> **WORK INSTRUCTIONS**: Transcribe exactly each line of the entries, from the opening line to the line with "let pos = err.pos();", with both of those lines included.

☆ ☆ ☆ ☆ ☆ ☆ ☆

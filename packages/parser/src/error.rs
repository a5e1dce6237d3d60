use thiserror::Error;

pub type ParseResult<T> = Result<T, ParseError>;

#[derive(Error, Debug, Clone, PartialEq)]
pub enum ParseError {
    #[error("Unclosed tag at {pos}")]
    UnclosedTag { pos: usize },

    #[error("Unclosed section '{name}' opened at {pos}")]
    UnclosedSection { name: String, pos: usize },

    #[error("Unexpected section close '{name}' at {pos}")]
    UnexpectedClose { name: String, pos: usize },

    #[error("Empty tag at {pos}")]
    EmptyTag { pos: usize },

    #[error("Invalid delimiter change at {pos}")]
    InvalidDelimiters { pos: usize },
}

impl ParseError {
    pub fn unclosed_tag(pos: usize) -> Self {
        Self::UnclosedTag { pos }
    }

    pub fn unclosed_section(name: impl Into<String>, pos: usize) -> Self {
        Self::UnclosedSection {
            name: name.into(),
            pos,
        }
    }

    pub fn unexpected_close(name: impl Into<String>, pos: usize) -> Self {
        Self::UnexpectedClose {
            name: name.into(),
            pos,
        }
    }

    pub fn empty_tag(pos: usize) -> Self {
        Self::EmptyTag { pos }
    }

    pub fn invalid_delimiters(pos: usize) -> Self {
        Self::InvalidDelimiters { pos }
    }

    /// Byte offset the error points at.
    pub fn pos(&self) -> usize {
        match self {
            Self::UnclosedTag { pos }
            | Self::UnclosedSection { pos, .. }
            | Self::UnexpectedClose { pos, .. }
            | Self::EmptyTag { pos }
            | Self::InvalidDelimiters { pos } => *pos,
        }
    }
}

#[cfg(feature = "pretty-errors")]
pub mod pretty {
    use super::ParseError;
    use ariadne::{Label, Report, ReportKind, Source};

    /// Render a parse error as an annotated source snippet.
    pub fn format_error(err: &ParseError, file_name: &str, source: &str) -> String {
        let pos = err.pos();
        let end = source.len().min(pos + 1).max(pos);

        let mut buf = Vec::new();
        let report = Report::build(ReportKind::Error, file_name, pos)
            .with_message(err.to_string())
            .with_label(Label::new((file_name, pos..end)).with_message("here"))
            .finish();

        match report.write((file_name, Source::from(source)), &mut buf) {
            Ok(()) => String::from_utf8_lossy(&buf).into_owned(),
            Err(_) => err.to_string(),
        }
    }
}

☆ ☆ ☆ ☆ ☆ ☆ ☆

> **ANSWER SPACE**:
filename packages/parser/src/error.rs
repository a5e1dce6237d3d60
use thiserror::Error;

pub type ParseResult<T> = Result<T, ParseError>;

#[derive(Error, Debug, Clone, PartialEq)]
pub enum ParseError {
    #[error("Unclosed tag at {pos}")]
    UnclosedTag { pos: usize },

    #[error("Unclosed section '{name}' opened at {pos}")]
    UnclosedSection { name: String, pos: usize },

    #[error("Unexpected section close '{name}' at {pos}")]
    UnexpectedClose { name: String, pos: usize },

    #[error("Empty tag at {pos}")]
    EmptyTag { pos: usize },

    #[error("Invalid delimiter change at {pos}")]
    InvalidDelimiters { pos: usize },
}

impl ParseError {
    pub fn unclosed_tag(pos: usize) -> Self {
        Self::UnclosedTag { pos }
    }

    pub fn unclosed_section(name: impl Into<String>, pos: usize) -> Self {
        Self::UnclosedSection {
            name: name.into(),
            pos,
        }
    }

    pub fn unexpected_close(name: impl Into<String>, pos: usize) -> Self {
        Self::UnexpectedClose {
            name: name.into(),
            pos,
        }
    }

    pub fn empty_tag(pos: usize) -> Self {
        Self::EmptyTag { pos }
    }

    pub fn invalid_delimiters(pos: usize) -> Self {
        Self::InvalidDelimiters { pos }
    }

    /// Byte offset the error points at.
    pub fn pos(&self) -> usize {
        match self {
            Self::UnclosedTag { pos }
            | Self::UnclosedSection { pos, .. }
            | Self::UnexpectedClose { pos, .. }
            | Self::EmptyTag { pos }
            | Self::InvalidDelimiters { pos } => *pos,
        }
    }
}

#[cfg(feature = "pretty-errors")]
pub mod pretty {
    use super::ParseError;
    use ariadne::{Label, Report, ReportKind, Source};

    /// Render a parse error as an annotated source snippet.
    pub fn format_error(err: &ParseError, file_name: &str, source: &str) -> String {
        let pos = err.pos();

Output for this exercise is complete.